He stroked her hair, eyes as green as pines filled with concern. "I…I wondered if you regretted me, if you regretted not sending me away. I thought things would be easier for you if you had a…a Sindarin wife. And I…I felt so horribly inadequate, and perhaps that was the reason behind it after all. I felt I could never measure up and I was ashamed…" her voice fell away, her ruined pride laid out before him at last.
"You, inadequate?" Celeborn said with a little laugh, drawing her close once more, rocking her gently in his arms. "I am not your judge, Galadriel, nor do I want to be, and if ever I act in such a manner I hope you will remind me of it. You are the wife I have chosen and it was no whim nor was it the result of any lapse of judgment; I chose you consciously. That night in the forest, having had everything else stripped away, I saw what I wanted more clearly than I ever have before in my life, and I wanted you. Perhaps I don't say it often enough…"
"You don't," Galadriel whispered into his chest and felt the rumble of his laughter against her ear.
"But I apologize if my silence ever gave you cause to believe that you were the source of my anxiety or my foul temper. I have never regretted you, not for a single moment. There are things that I regret. I wish…" he paused, "I wish I could have given you everything that you wanted. You deserved a wedding, a proper wedding and to… well I…I would rather have had you the first time in a proper bed, with sheets and…we could have," he paused to clear his throat and Galadriel looked up from his chest, meeting his gaze, "we could have taken our time," he finished.
"Are you blushing?" She asked, a hint of delight fluttering in her chest, and even in the dark she could see that he was.
"Not quite I think," Celeborn said gruffly.
"You are," she whispered, a grin dancing across her lips, "oh Celeborn you are." That only made him flush all the more. "You wanted to be romantic about it."

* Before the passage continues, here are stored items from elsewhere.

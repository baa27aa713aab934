use chrono::{DateTime, Utc};
use sqlx::PgPool;
use uuid::Uuid;

/// Entry model - SQL persistence layer
///
/// One row per registered contact. `contact` is stored in canonical form and
/// carries a unique index; `is_winner` only ever flips false -> true.
#[derive(sqlx::FromRow, Debug, Clone)]
pub struct Entry {
    pub id: Uuid,
    pub contact: String,
    pub display_name: Option<String>,
    pub is_winner: bool,
    pub created_at: DateTime<Utc>,
}

impl Entry {
    /// Insert a new entry with the winner flag unset.
    ///
    /// A duplicate contact surfaces as a unique violation for the caller to
    /// map.
    pub async fn create(
        contact: &str,
        display_name: Option<&str>,
        pool: &PgPool,
    ) -> Result<Self, sqlx::Error> {
        sqlx::query_as::<_, Self>(
            "INSERT INTO entries (contact, display_name)
             VALUES ($1, $2)
             RETURNING *",
        )
        .bind(contact)
        .bind(display_name)
        .fetch_one(pool)
        .await
    }

    /// Find entry by canonical contact
    pub async fn find_by_contact(contact: &str, pool: &PgPool) -> Result<Option<Self>, sqlx::Error> {
        sqlx::query_as::<_, Self>("SELECT * FROM entries WHERE contact = $1")
            .bind(contact)
            .fetch_optional(pool)
            .await
    }

    /// Uniformly select one non-winning entry and flag it, atomically.
    ///
    /// Selection and flag flip happen in a single statement; `FOR UPDATE
    /// SKIP LOCKED` keeps two concurrent draws from landing on the same row.
    /// Returns `None` when no eligible entries remain.
    pub async fn draw_one(pool: &PgPool) -> Result<Option<Self>, sqlx::Error> {
        sqlx::query_as::<_, Self>(
            "UPDATE entries SET is_winner = TRUE
             WHERE id = (
                 SELECT id FROM entries
                 WHERE is_winner = FALSE
                 ORDER BY random()
                 LIMIT 1
                 FOR UPDATE SKIP LOCKED
             )
             RETURNING *",
        )
        .fetch_optional(pool)
        .await
    }

    /// Flag a specific entry as a winner. Returns `None` if the contact is
    /// not registered.
    pub async fn mark_winner(contact: &str, pool: &PgPool) -> Result<Option<Self>, sqlx::Error> {
        sqlx::query_as::<_, Self>(
            "UPDATE entries SET is_winner = TRUE WHERE contact = $1 RETURNING *",
        )
        .bind(contact)
        .fetch_optional(pool)
        .await
    }

    /// Current winners, most recent registration first.
    pub async fn find_winners(limit: i64, pool: &PgPool) -> Result<Vec<Self>, sqlx::Error> {
        sqlx::query_as::<_, Self>(
            "SELECT * FROM entries
             WHERE is_winner = TRUE
             ORDER BY created_at DESC
             LIMIT $1",
        )
        .bind(limit)
        .fetch_all(pool)
        .await
    }

    /// Delete one entry. Returns whether a row was removed.
    pub async fn delete_by_id(id: Uuid, pool: &PgPool) -> Result<bool, sqlx::Error> {
        let result = sqlx::query("DELETE FROM entries WHERE id = $1")
            .bind(id)
            .execute(pool)
            .await?;
        Ok(result.rows_affected() > 0)
    }

    /// Delete all entries. Returns the number removed.
    pub async fn clear(pool: &PgPool) -> Result<u64, sqlx::Error> {
        let result = sqlx::query("DELETE FROM entries").execute(pool).await?;
        Ok(result.rows_affected())
    }
}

"Well I don't think we need to pursue this train of conversation any further," Celeborn said but Galadriel laughed.
"Oh I never expected modesty from you Celeborn," she purred, placing a quick kiss on his lips and he turned a furious shade of red.
"I, er…" he cleared his throat again, "I wish I could have given you what you wanted," he said and a pang of sorrow moved through her heart.
"I didn't mean it," she said, taking his face in her hands. "I said a stupid and horrible thing Celeborn. I don't care about all of that, not really. What we had was beautiful, beneath the stars, amidst the willows, and I wouldn't trade it for the entire world; I would never relinquish that memory, not for all the jewels of Tirion, not for the love of my people, not for all the kingdoms in the world."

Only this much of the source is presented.